Life on Earth and the child audience

Life on Earth had already been described as a landmark in natural history television, and its opening credits used screaming horns and exploding volcanoes. By the time the children’s edition of the book appeared, Attenborough and the had realised they had a big following among under-10s, which led to a more child-friendly version under the Discovering Life on Earth banner.

That shift matters because it explains why Edward’s letter landed where it did. This was not a distant public complaint to a faceless publisher; it was a child reader correcting a public figure who was still being seen as a well-known TV presenter, not the natural history superstar he later became.

The handwritten reply

In the mid-1980s, Attenborough answered personally. His handwritten note addressed Edward directly and explained that the book’s accuracy checks had failed in this case, with one error slipping through. The response did more than acknowledge the boy’s point; it treated a child’s eye for detail as worth the same care as any adult reader’s.

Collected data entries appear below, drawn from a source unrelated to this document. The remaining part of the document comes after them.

use std::sync::Arc;

use chrono::{Duration as ChronoDuration, Local, NaiveDate, NaiveDateTime, NaiveTime, TimeZone};
use tracing::{error, info};

use crate::utils::dates::{today_at_anchor_hour, tomorrow_at_anchor_hour};
use crate::AppState;

use super::pipeline::scrape_and_store;
use super::source::MarketSource;

/// First `hour:00` strictly after `now`.
pub fn next_run_after(now: NaiveDateTime, hour: u32) -> NaiveDateTime {
    let at = NaiveTime::from_hms_opt(hour.min(23), 0, 0).unwrap_or(NaiveTime::MIN);
    let today = now.date().and_time(at);
    if today > now {
        today
    } else {
        today + ChronoDuration::days(1)
    }
}

/// The date a scheduled run scrapes.
pub fn scheduled_target(scrape_tomorrow: bool) -> NaiveDate {
    if scrape_tomorrow {
        tomorrow_at_anchor_hour().date()
    } else {
        today_at_anchor_hour().date()
    }
}

/// Run the pipeline once a day at `config.scrape_hour` local time.
///
/// Each run is awaited before the next one is scheduled, so there is never
/// more than one scrape in flight. Terminal errors are logged, not raised.
pub async fn run_daily(state: Arc<AppState>, source: Arc<dyn MarketSource>) {
    let hour = state.config.scrape_hour;
    loop {
        let now = Local::now();
        let next = next_run_after(now.naive_local(), hour);
        let wait = Local
            .from_local_datetime(&next)
            .earliest()
            .and_then(|n| (n - now).to_std().ok())
            .unwrap_or_default();
        info!("Next scrape scheduled at {}", next);
        tokio::time::sleep(wait).await;

        let date = scheduled_target(state.config.scrape_tomorrow);
        if let Err(e) = scrape_and_store(&state, &*source, date).await {
            error!("Error while scraping the data and storing them in DB for the date {}: {}", date, e);
        }
    }
}

#[cfg(test)]
mod tests {
    use super::*;

    fn at(y: i32, m: u32, d: u32, h: u32, min: u32) -> NaiveDateTime {
        NaiveDate::from_ymd_opt(y, m, d)
            .unwrap()
            .and_hms_opt(h, min, 0)
            .unwrap()
    }

    #[test]
    fn test_next_run_later_today() {
        assert_eq!(next_run_after(at(2025, 1, 9, 8, 30), 12), at(2025, 1, 9, 12, 0));
    }

    #[test]
    fn test_next_run_rolls_to_tomorrow() {
        assert_eq!(next_run_after(at(2025, 1, 9, 12, 0), 12), at(2025, 1, 10, 12, 0));
        assert_eq!(next_run_after(at(2024, 12, 31, 18, 5), 12), at(2025, 1, 1, 12, 0));
    }

    #[test]
    fn test_scheduled_target_offsets() {
        let today = scheduled_target(false);
        let tomorrow = scheduled_target(true);
        assert!(tomorrow > today);
    }
}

That is the useful part for anyone reading the exchange now: the correction was real, the reply was personal, and the mistake was narrow enough to be fixed in the record of the book itself. Edward wrote with a request, and Attenborough wrote back with an explanation. The result is a small but exact example of how a publisher’s error can reach a child reader — and how directly Attenborough chose to answer it.